Jay Electronica was a good recent example of this before I actually dug into his stuff. I hadnt paid him any attention mostly because his name threw me off. I know that may seem ironic coming from someone whose name is made up of three words that dont go together at all. But thats what it was...In my mind, a Jay Electronica sounded like a guy that used to DJ gay clubs and decided to rap. I couldnt have been more wrong, but I guess its a lesson in nomenclature (and assumptions). I finally began to check for his music when I read the specific praise words being thrown his way by people who's opinions I respect.
A similar thing is happening now that Rammellzee has passed on.
In this case, though, it isnt that I made any attempt at avoiding his music. Its more to do with the era in which he exists in the history of our genre. I really didnt become a student of rap until 1994. And as ravenous as my appetite for rap consumption was, I quickly found that most of the music that was to my liking was created after 1988. My unsophisticated ears found most of the songs that I heard that were created before that time to be indistinguishable from one another. Aside from Jimmy Spicer's Superrhymes, or Shawn Brown's Rappin Duke it seemed to me that most of it consisted of coked out guys rambling over the same disco breaks over and over again.
"They use the simple back and forth, the same old rhythm/ that a baby could pick up and join right with em"
I can remember suffering through a particular phase of my rap stupidity where I actually told somebody that I didnt need to know about old school, cause Nice & Smooth, Big Daddy Kane, and Biz Markie were old school to me. And while there was some truth to that statement, I was pretty dumb to lump everything earlier together as useless to my hip-hop knowledge.

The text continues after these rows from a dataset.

mod common;

use common::{collect_ids, fast_feed, next_event, setup, WAIT};
use sofa::{
    CancellationToken, ChangesSubscription, Client, Database, Document, Error, FeedState,
    FilterRef, ReconnectPolicy, Seq, TransportError,
};
use sofa_memory::{Fault, MemoryServer};
use std::collections::BTreeSet;
use std::time::Duration;

fn changes_requests(server: &MemoryServer) -> Vec<sofa_protocol::Request> {
    server
        .requests()
        .into_iter()
        .filter(|r| r.path.ends_with("/_changes"))
        .collect()
}

async fn insert_all(db: &Database, ids: &[String]) {
    for id in ids {
        db.insert(Document::with_id(id.as_str()).field("n", 1)).await.unwrap();
    }
}

fn ids(prefix: &str, n: usize) -> Vec<String> {
    (0..n).map(|i| format!("{}-{:03}", prefix, i)).collect()
}

async fn wait_for(mut check: impl FnMut() -> bool) {
    tokio::time::timeout(WAIT, async {
        while !check() {
            tokio::time::sleep(Duration::from_millis(10)).await;
        }
    })
    .await
    .expect("condition not reached");
}

#[tokio::test]
async fn test_continuous_delivers_every_inserted_id() {
    let server = MemoryServer::new().with_chunk_size(7);
    let client = Client::with_transport(server.clone()).with_feed_config(fast_feed());
    let db = client.create_database("feed").await.unwrap();

    let mut feed = db.changes_feed(ChangesSubscription::continuous());
    let expected = ids("doc", 25);

    let writer = {
        let db = db.clone();
        let expected = expected.clone();
        tokio::spawn(async move { insert_all(&db, &expected).await })
    };

    let want: BTreeSet<String> = expected.iter().cloned().collect();
    let events = collect_ids(&mut feed, &want).await;
    writer.await.unwrap();

    let seen: BTreeSet<String> = events.iter().map(|e| e.id.clone()).collect();
    assert_eq!(seen, want);

    let positions: Vec<u64> = events.iter().filter_map(|e| e.seq.position()).collect();
    assert!(positions.windows(2).all(|w| w[0] <= w[1]));
    assert_eq!(feed.state(), FeedState::Delivering);
    assert_eq!(feed.last_seq(), Some(&events[events.len() - 1].seq));
}

#[tokio::test]
async fn test_reconnects_after_forced_disconnect_without_gap() {
    let (server, db) = setup("feed").await;
    let mut feed = db.changes_feed(ChangesSubscription::continuous());

    let first = ids("before", 5);
    insert_all(&db, &first).await;
    let events = collect_ids(&mut feed, &first.iter().cloned().collect()).await;
    let last_delivered = events[events.len() - 1].seq.position().unwrap();

    server.sever_streams();

    let second = ids("after", 5);
    insert_all(&db, &second).await;
    let events = collect_ids(&mut feed, &second.iter().cloned().collect()).await;
    assert!(events.iter().all(|e| e.id.starts_with("after") || e.id.starts_with("before")));

    let requests = changes_requests(&server);
    assert!(requests.len() >= 2);
    let resumed: u64 = Seq::from(requests[1].params.get("since").unwrap())
        .position()
        .unwrap();
    assert!(resumed <= last_delivered);
}

#[tokio::test]
async fn test_resume_sends_opaque_seq_verbatim() {
    let server = MemoryServer::new().with_opaque_seqs();
    let client = Client::with_transport(server.clone()).with_feed_config(fast_feed());
    let db = client.create_database("feed").await.unwrap();

    let mut feed = db.changes_feed(ChangesSubscription::continuous());
    db.insert(Document::with_id("a")).await.unwrap();
    let event = next_event(&mut feed).await;
    assert!(matches!(event.seq, Seq::Opaque(_)));

    server.sever_streams();
    db.insert(Document::with_id("b")).await.unwrap();
    let event_b = next_event(&mut feed).await;
    assert_eq!(event_b.id, "b");

    let requests = changes_requests(&server);
    assert_eq!(requests[1].params.get("since"), Some(event.seq.to_string().as_str()));
}

#[tokio::test]
async fn test_server_filter_applies() {
    let (server, db) = setup("feed").await;
    server.register_filter("feed", "app", "foo", |doc, _| {
        doc.get("name").and_then(|v| v.as_str()) == Some("foo")
    });

    let mut feed = db.changes_feed(
        ChangesSubscription::continuous().filter(FilterRef::new("app", "foo")),
    );

    for i in 0..6 {
        let name = if i % 2 == 0 { "foo" } else { "bar" };
        db.insert(Document::with_id(format!("{}-{}", name, i)).field("name", name))
            .await
            .unwrap();
    }
    db.insert(Document::with_id("foo-last").field("name", "foo"))
        .await
        .unwrap();

    let mut seen = Vec::new();
    loop {
        let event = next_event(&mut feed).await;
        seen.push(event.id.clone());
        if event.id == "foo-last" {
            break;
        }
    }
    assert!(seen.iter().all(|id| id.starts_with("foo-")));
    assert_eq!(seen.len(), 4);

    let request = &changes_requests(&server)[0];
    assert_eq!(request.params.get("filter"), Some("app/foo"));
}

#[tokio::test]
async fn test_missing_filter_closes_feed_with_error() {
    let (server, db) = setup("feed").await;
    let mut feed = db.changes_feed(
        ChangesSubscription::continuous().filter(FilterRef::new("app", "nope")),
    );

    let item = tokio::time::timeout(WAIT, feed.next()).await.unwrap();
    let err = item.unwrap().unwrap_err();
    assert!(err.is_not_found());
    assert!(!err.is_retryable());

    assert!(tokio::time::timeout(WAIT, feed.next()).await.unwrap().is_none());
    assert_eq!(feed.state(), FeedState::Closed);
    assert_eq!(changes_requests(&server).len(), 1);
}

#[tokio::test]
async fn test_retryable_failures_are_absorbed() {
    let (server, db) = setup("feed").await;
    db.insert(Document::with_id("a")).await.unwrap();

    server.inject(Fault::Status(503), 2);
    server.inject(Fault::Refuse, 1);
    let mut feed = db.changes_feed(ChangesSubscription::continuous());

    let event = next_event(&mut feed).await;
    assert_eq!(event.id, "a");
    assert_eq!(changes_requests(&server).len(), 4);
}

#[tokio::test]
async fn test_gives_up_after_max_attempts() {
    let (server, db) = setup("feed").await;
    server.inject(Fault::Refuse, 10);

    let config = fast_feed().with_reconnect(
        ReconnectPolicy::default()
            .with_initial_delay(Duration::from_millis(1))
            .with_max_attempts(Some(2)),
    );
    let mut feed = db.changes_feed_with(ChangesSubscription::continuous(), config);

    let err = tokio::time::timeout(WAIT, feed.next())
        .await
        .unwrap()
        .unwrap()
        .unwrap_err();
    assert!(matches!(err, sofa::Error::Transport(_)));
    assert!(tokio::time::timeout(WAIT, feed.next()).await.unwrap().is_none());
    assert_eq!(feed.state(), FeedState::Closed);
    assert_eq!(changes_requests(&server).len(), 3);
}

#[tokio::test]
async fn test_idle_connection_is_reopened() {
    let (server, db) = setup("feed").await;
    let config = fast_feed().with_idle_timeout(Some(Duration::from_millis(100)));
    let _feed = db.changes_feed_with(ChangesSubscription::continuous(), config);

    let server_ref = server.clone();
    wait_for(move || changes_requests(&server_ref).len() >= 3).await;
}

#[tokio::test]
async fn test_heartbeats_keep_connection_alive() {
    let (server, db) = setup("feed").await;
    let config = fast_feed()
        .with_heartbeat(Some(Duration::from_millis(20)))
        .with_idle_timeout(Some(Duration::from_millis(300)));
    let mut feed = db.changes_feed_with(ChangesSubscription::continuous(), config);

    tokio::time::sleep(Duration::from_millis(700)).await;
    assert_eq!(changes_requests(&server).len(), 1);
    assert_eq!(
        changes_requests(&server)[0].params.get("heartbeat"),
        Some("20")
    );

    db.insert(Document::with_id("late")).await.unwrap();
    assert_eq!(next_event(&mut feed).await.id, "late");
}

#[tokio::test]
async fn test_server_timeout_reconnects_silently() {
    let (server, db) = setup("feed").await;
    let mut feed = db.changes_feed(
        ChangesSubscription::continuous().timeout(Duration::from_millis(50)),
    );

    let server_ref = server.clone();
    wait_for(move || changes_requests(&server_ref).len() >= 2).await;

    db.insert(Document::with_id("x")).await.unwrap();
    assert_eq!(next_event(&mut feed).await.id, "x");
    assert_ne!(feed.state(), FeedState::Closed);
}

#[tokio::test]
async fn test_cancel_stops_delivery_and_releases_stream() {
    let (server, db) = setup("feed").await;
    insert_all(&db, &ids("doc", 10)).await;

    let mut feed = db.changes_feed(ChangesSubscription::continuous());
    next_event(&mut feed).await;
    let server_ref = server.clone();
    wait_for(move || server_ref.active_streams() == 1).await;

    feed.cancel();
    assert_eq!(feed.state(), FeedState::Closed);
    assert!(feed.is_cancelled());
    // Buffered events are not handed out after cancellation
    assert!(feed.next().await.is_none());

    feed.close().await;
    let server_ref = server.clone();
    wait_for(move || server_ref.active_streams() == 0).await;
}

#[tokio::test]
async fn test_dropping_feed_releases_stream() {
    let (server, db) = setup("feed").await;
    let mut feed = db.changes_feed(ChangesSubscription::continuous());
    db.insert(Document::with_id("a")).await.unwrap();
    next_event(&mut feed).await;

    drop(feed);
    let server_ref = server.clone();
    wait_for(move || server_ref.active_streams() == 0).await;
}

#[tokio::test]
async fn test_state_transitions_are_observable() {
    let (server, db) = setup("feed").await;
    let feed = db.changes_feed(ChangesSubscription::continuous());
    let mut states = feed.state_changes();

    tokio::time::timeout(WAIT, states.wait_for(|s| *s == FeedState::Delivering))
        .await
        .unwrap()
        .unwrap();

    server.sever_streams();
    tokio::time::timeout(WAIT, states.wait_for(|s| *s == FeedState::Reconnecting))
        .await
        .unwrap()
        .unwrap();
    tokio::time::timeout(WAIT, states.wait_for(|s| *s == FeedState::Delivering))
        .await
        .unwrap()
        .unwrap();

    feed.close().await;
    assert_eq!(*states.borrow(), FeedState::Closed);
}

#[tokio::test]
async fn test_normal_feed_delivers_once_and_closes() {
    let (_server, db) = setup("feed").await;
    insert_all(&db, &ids("doc", 3)).await;

    let mut feed = db.changes_feed(ChangesSubscription::normal().include_docs(true));
    let mut seen = Vec::new();
    while let Some(event) = tokio::time::timeout(WAIT, feed.next()).await.unwrap() {
        let event = event.unwrap();
        assert!(event.doc.is_some());
        seen.push(event.id);
    }
    assert_eq!(seen, ids("doc", 3));
    assert_eq!(feed.state(), FeedState::Closed);
}

#[tokio::test]
async fn test_single_shot_queries() {
    let (_server, db) = setup("feed").await;
    insert_all(&db, &ids("doc", 3)).await;

    let batch = db.changes(&ChangesSubscription::normal()).await.unwrap();
    assert_eq!(batch.results.len(), 3);
    assert_eq!(batch.last_seq, Seq::Number(3));

    let batch = db
        .changes(&ChangesSubscription::normal().since(2u64))
        .await
        .unwrap();
    assert_eq!(batch.results.len(), 1);
    assert_eq!(batch.results[0].id, "doc-002");

    // Long-poll with nothing new returns an empty batch at the timeout
    let batch = db
        .changes(
            &ChangesSubscription::long_poll()
                .since(Seq::now())
                .timeout(Duration::from_millis(50)),
        )
        .await
        .unwrap();
    assert!(batch.results.is_empty());
    assert_eq!(batch.last_seq, Seq::Number(3));
}

#[tokio::test]
async fn test_long_poll_waits_for_a_change() {
    let (_server, db) = setup("feed").await;
    db.insert(Document::with_id("old")).await.unwrap();

    let waiter = {
        let db = db.clone();
        tokio::spawn(async move {
            db.changes(&ChangesSubscription::long_poll().since(Seq::now()))
                .await
        })
    };

    tokio::time::sleep(Duration::from_millis(50)).await;
    db.insert(Document::with_id("new")).await.unwrap();

    let batch = tokio::time::timeout(WAIT, waiter).await.unwrap().unwrap().unwrap();
    assert_eq!(batch.results.len(), 1);
    assert_eq!(batch.results[0].id, "new");
}

#[tokio::test]
async fn test_deletions_are_flagged() {
    let (_server, db) = setup("feed").await;
    let written = db.insert(Document::with_id("gone")).await.unwrap();
    db.delete("gone", &written.rev).await.unwrap();

    let mut feed = db.changes_feed(ChangesSubscription::continuous());
    let event = next_event(&mut feed).await;
    assert_eq!(event.id, "gone");
    assert!(event.deleted);
    assert_eq!(event.latest_rev().map(|r| r.generation()), Some(2));
}

#[tokio::test]
async fn test_full_channel_stops_reading_the_stream() {
    let (server, db) = setup("feed").await;
    let expected = ids("doc", 40);
    insert_all(&db, &expected).await;

    let config = fast_feed().with_channel_capacity(1);
    let mut feed = db.changes_feed_with(ChangesSubscription::continuous(), config);

    wait_for(|| server.lines_streamed() > 0).await;
    tokio::time::sleep(Duration::from_millis(100)).await;
    let stalled = server.lines_streamed();
    tokio::time::sleep(Duration::from_millis(200)).await;

    // One event in the channel, one waiting for room
    assert_eq!(server.lines_streamed(), stalled);
    assert!(stalled <= 3, "read {} lines with nobody consuming", stalled);

    let want: BTreeSet<String> = expected.iter().cloned().collect();
    let events = collect_ids(&mut feed, &want).await;
    assert_eq!(events.len(), expected.len());
    assert_eq!(server.lines_streamed(), expected.len());
}

#[tokio::test]
async fn test_cancelled_long_poll_returns_promptly() {
    let (_server, db) = setup("feed").await;
    db.insert(Document::with_id("old")).await.unwrap();

    let cancel = CancellationToken::new();
    let waiter = {
        let db = db.clone();
        let cancel = cancel.clone();
        tokio::spawn(async move {
            let subscription = ChangesSubscription::long_poll()
                .since(Seq::now())
                .timeout(Duration::from_secs(30));
            db.changes_until(&subscription, &cancel).await
        })
    };

    tokio::time::sleep(Duration::from_millis(50)).await;
    cancel.cancel();

    let result = tokio::time::timeout(WAIT, waiter).await.unwrap().unwrap();
    assert!(matches!(result, Err(Error::Cancelled)));
    assert!(!Error::Cancelled.is_retryable());
}

#[tokio::test]
async fn test_server_shutdown_closes_feed() {
    let (server, db) = setup("feed").await;
    db.insert(Document::with_id("a")).await.unwrap();

    let mut feed = db.changes_feed(ChangesSubscription::continuous());
    assert_eq!(next_event(&mut feed).await.id, "a");

    server.shutdown();

    let err = tokio::time::timeout(WAIT, feed.next())
        .await
        .unwrap()
        .unwrap()
        .unwrap_err();
    assert!(matches!(err, Error::Transport(TransportError::Closed)));
    assert!(tokio::time::timeout(WAIT, feed.next()).await.unwrap().is_none());
    assert_eq!(feed.state(), FeedState::Closed);
}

Its only as an adult that I can appreciate how incredible some of that era's emcees were. Especially now that I can put some historical context around things. When I can appreciate how young it was as an art form, I can see how advanced dudes like Melle Mel, Kool Moe Dee, and Grandmaster Caz were at the time, even though their patterns and cadences seem basic in this era.
But after all this time, and though all this learning...I dont think I'd ever heard a Rammellzee rap. I was familiar with the name, but in my mind he stood alongside rappers like Superlover Cee, Cowboy, and Spoonie Gee in that even now Im somewhat nervous to admit that Im not all that familiar with their impact.
Death has a funny way of underscoring the contributions of an emcee.
Ive actually written a song about this recently...It seems that we never truly celebrate a rapper until he or she is dead. Maybe its because we dont have the wealth or the media influence to properly document and canonize the seminal works of our own culture, so we have to wait until the mainstream media wants to know who "rapper x" was before we're given the platform to give out our awards.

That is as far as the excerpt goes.